◆ **WHAT IS NEEDED**:
Among the entries below, please repeat exactly and only the lines from the line containing "-v --log-format json" to the line containing "let log_config = LogConfig::from_verbosity(args.verbose)", both lines included.

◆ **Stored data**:
──────

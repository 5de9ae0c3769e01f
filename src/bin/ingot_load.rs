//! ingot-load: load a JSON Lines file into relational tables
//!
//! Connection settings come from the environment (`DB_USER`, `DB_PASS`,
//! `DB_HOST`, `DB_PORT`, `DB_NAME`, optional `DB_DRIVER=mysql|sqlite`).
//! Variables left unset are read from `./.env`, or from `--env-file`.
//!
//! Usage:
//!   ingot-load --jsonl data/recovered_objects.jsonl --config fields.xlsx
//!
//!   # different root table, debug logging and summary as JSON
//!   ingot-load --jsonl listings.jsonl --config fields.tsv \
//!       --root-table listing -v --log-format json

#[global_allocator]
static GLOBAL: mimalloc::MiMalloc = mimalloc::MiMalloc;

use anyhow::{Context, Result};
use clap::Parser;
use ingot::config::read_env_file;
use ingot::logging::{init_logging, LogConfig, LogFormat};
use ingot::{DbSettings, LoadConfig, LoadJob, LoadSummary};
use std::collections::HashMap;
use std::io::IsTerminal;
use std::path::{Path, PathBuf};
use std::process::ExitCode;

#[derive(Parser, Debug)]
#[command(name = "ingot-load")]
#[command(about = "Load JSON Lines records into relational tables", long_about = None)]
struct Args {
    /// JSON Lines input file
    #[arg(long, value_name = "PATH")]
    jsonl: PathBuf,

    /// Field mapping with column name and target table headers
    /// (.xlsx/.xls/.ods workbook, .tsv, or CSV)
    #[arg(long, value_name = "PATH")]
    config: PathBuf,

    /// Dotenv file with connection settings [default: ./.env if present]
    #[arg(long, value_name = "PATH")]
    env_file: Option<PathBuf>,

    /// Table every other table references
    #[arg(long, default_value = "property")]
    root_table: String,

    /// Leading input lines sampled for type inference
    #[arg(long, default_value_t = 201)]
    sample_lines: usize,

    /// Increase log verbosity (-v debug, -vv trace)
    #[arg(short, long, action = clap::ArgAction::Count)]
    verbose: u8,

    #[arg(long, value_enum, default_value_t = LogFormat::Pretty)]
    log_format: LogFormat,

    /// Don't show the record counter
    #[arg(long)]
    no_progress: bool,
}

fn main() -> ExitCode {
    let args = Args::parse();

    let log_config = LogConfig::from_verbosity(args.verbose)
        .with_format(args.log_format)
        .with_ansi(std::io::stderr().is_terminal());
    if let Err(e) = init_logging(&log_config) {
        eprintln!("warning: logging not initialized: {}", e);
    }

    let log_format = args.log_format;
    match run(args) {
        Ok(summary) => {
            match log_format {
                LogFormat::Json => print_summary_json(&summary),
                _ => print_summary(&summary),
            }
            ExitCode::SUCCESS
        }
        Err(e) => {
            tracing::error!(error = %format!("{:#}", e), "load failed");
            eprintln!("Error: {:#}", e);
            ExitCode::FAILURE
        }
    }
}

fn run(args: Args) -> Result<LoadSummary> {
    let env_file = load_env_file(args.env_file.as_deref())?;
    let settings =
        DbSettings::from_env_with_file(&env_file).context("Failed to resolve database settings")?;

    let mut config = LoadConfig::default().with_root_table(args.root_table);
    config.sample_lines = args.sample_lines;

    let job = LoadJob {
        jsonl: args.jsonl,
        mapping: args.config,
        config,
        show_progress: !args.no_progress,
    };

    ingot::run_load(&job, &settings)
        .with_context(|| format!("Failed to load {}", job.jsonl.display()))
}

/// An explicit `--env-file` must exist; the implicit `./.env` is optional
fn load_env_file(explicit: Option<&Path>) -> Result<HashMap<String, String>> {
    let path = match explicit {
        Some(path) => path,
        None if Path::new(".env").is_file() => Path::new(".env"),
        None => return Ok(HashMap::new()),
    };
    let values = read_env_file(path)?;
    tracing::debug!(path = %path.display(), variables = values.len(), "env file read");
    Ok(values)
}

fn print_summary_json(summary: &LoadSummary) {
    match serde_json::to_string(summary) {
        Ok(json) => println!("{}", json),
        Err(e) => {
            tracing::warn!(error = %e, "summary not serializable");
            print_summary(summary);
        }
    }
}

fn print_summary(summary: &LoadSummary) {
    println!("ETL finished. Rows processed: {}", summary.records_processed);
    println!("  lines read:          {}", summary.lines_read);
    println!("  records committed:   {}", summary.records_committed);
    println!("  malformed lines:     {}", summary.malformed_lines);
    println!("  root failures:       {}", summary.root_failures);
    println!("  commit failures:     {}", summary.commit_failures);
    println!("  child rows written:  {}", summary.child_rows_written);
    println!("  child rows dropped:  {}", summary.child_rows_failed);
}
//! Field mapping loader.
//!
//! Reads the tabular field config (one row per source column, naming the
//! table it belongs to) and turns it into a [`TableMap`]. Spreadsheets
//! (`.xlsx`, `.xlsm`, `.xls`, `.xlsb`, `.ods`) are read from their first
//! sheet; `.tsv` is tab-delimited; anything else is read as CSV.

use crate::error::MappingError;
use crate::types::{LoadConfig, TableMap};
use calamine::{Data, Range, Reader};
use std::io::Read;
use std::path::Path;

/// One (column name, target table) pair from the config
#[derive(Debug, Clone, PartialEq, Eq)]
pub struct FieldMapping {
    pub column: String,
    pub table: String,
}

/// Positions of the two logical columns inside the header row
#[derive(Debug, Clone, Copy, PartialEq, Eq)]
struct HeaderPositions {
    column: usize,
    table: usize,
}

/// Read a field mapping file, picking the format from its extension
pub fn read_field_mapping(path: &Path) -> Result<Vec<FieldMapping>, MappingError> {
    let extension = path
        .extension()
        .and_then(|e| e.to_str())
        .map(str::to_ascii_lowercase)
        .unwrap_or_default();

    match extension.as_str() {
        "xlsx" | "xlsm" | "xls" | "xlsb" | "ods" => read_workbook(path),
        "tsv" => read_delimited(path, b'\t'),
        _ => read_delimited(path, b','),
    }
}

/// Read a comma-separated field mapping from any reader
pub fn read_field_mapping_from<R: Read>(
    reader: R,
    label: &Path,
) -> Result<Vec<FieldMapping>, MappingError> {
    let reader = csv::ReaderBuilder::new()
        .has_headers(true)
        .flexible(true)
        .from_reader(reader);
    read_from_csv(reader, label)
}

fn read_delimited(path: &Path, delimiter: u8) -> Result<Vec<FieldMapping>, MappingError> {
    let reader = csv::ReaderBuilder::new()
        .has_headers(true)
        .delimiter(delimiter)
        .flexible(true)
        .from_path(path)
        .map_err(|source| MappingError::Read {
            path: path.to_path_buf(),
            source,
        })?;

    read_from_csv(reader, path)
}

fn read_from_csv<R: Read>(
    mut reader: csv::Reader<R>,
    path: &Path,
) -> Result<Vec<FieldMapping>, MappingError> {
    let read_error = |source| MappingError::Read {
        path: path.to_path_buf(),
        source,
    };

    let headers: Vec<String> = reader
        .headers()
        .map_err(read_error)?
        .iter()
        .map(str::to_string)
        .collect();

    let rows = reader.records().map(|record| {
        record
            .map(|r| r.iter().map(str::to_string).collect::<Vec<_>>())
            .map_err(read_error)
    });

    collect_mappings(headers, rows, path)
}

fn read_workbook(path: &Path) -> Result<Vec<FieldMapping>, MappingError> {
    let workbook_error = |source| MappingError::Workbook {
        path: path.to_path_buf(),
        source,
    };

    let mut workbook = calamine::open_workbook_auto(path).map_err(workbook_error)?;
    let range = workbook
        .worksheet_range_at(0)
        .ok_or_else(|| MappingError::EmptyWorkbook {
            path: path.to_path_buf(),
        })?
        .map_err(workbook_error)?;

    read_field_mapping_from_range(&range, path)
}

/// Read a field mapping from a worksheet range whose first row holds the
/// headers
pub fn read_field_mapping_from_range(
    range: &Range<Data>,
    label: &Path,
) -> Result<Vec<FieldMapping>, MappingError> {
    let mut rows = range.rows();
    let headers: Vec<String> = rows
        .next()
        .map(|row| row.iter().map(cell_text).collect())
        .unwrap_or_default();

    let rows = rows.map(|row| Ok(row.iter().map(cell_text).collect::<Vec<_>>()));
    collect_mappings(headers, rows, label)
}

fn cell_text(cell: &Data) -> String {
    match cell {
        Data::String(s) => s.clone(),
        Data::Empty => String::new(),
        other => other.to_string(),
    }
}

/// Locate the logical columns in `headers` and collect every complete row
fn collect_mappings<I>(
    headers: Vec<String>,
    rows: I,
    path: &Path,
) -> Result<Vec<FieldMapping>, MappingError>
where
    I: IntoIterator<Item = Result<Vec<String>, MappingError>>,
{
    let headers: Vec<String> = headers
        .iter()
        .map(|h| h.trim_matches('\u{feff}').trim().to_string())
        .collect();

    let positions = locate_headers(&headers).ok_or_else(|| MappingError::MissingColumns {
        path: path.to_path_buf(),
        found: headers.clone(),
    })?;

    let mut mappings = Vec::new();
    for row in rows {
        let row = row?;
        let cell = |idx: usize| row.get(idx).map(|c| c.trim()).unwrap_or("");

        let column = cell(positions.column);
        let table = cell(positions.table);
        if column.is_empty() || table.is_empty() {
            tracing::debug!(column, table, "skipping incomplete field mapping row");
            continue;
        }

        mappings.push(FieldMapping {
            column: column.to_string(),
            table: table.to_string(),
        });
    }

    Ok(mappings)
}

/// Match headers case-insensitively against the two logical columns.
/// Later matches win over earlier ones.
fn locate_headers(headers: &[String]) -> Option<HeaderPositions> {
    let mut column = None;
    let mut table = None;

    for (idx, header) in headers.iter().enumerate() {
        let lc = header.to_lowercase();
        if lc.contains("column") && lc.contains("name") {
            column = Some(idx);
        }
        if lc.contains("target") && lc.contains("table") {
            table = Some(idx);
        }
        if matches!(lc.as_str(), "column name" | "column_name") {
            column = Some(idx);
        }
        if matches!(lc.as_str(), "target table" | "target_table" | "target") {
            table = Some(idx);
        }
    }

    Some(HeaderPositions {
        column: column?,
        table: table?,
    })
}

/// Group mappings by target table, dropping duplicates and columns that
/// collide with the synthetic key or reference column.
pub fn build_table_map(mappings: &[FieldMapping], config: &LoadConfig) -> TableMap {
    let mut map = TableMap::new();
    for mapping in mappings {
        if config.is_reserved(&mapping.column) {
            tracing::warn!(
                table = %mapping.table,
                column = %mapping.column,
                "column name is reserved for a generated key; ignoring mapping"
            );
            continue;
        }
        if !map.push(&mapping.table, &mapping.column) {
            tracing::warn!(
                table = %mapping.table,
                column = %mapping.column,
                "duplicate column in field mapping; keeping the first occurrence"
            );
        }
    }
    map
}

──────

◆ **OUTPUT OF THE TASK**:
//!       --root-table listing -v --log-format json

#[global_allocator]
static GLOBAL: mimalloc::MiMalloc = mimalloc::MiMalloc;

use anyhow::{Context, Result};
use clap::Parser;
use ingot::config::read_env_file;
use ingot::logging::{init_logging, LogConfig, LogFormat};
use ingot::{DbSettings, LoadConfig, LoadJob, LoadSummary};
use std::collections::HashMap;
use std::io::IsTerminal;
use std::path::{Path, PathBuf};
use std::process::ExitCode;

#[derive(Parser, Debug)]
#[command(name = "ingot-load")]
#[command(about = "Load JSON Lines records into relational tables", long_about = None)]
struct Args {
    /// JSON Lines input file
    #[arg(long, value_name = "PATH")]
    jsonl: PathBuf,

    /// Field mapping with column name and target table headers
    /// (.xlsx/.xls/.ods workbook, .tsv, or CSV)
    #[arg(long, value_name = "PATH")]
    config: PathBuf,

    /// Dotenv file with connection settings [default: ./.env if present]
    #[arg(long, value_name = "PATH")]
    env_file: Option<PathBuf>,

    /// Table every other table references
    #[arg(long, default_value = "property")]
    root_table: String,

    /// Leading input lines sampled for type inference
    #[arg(long, default_value_t = 201)]
    sample_lines: usize,

    /// Increase log verbosity (-v debug, -vv trace)
    #[arg(short, long, action = clap::ArgAction::Count)]
    verbose: u8,

    #[arg(long, value_enum, default_value_t = LogFormat::Pretty)]
    log_format: LogFormat,

    /// Don't show the record counter
    #[arg(long)]
    no_progress: bool,
}

fn main() -> ExitCode {
    let args = Args::parse();

    let log_config = LogConfig::from_verbosity(args.verbose)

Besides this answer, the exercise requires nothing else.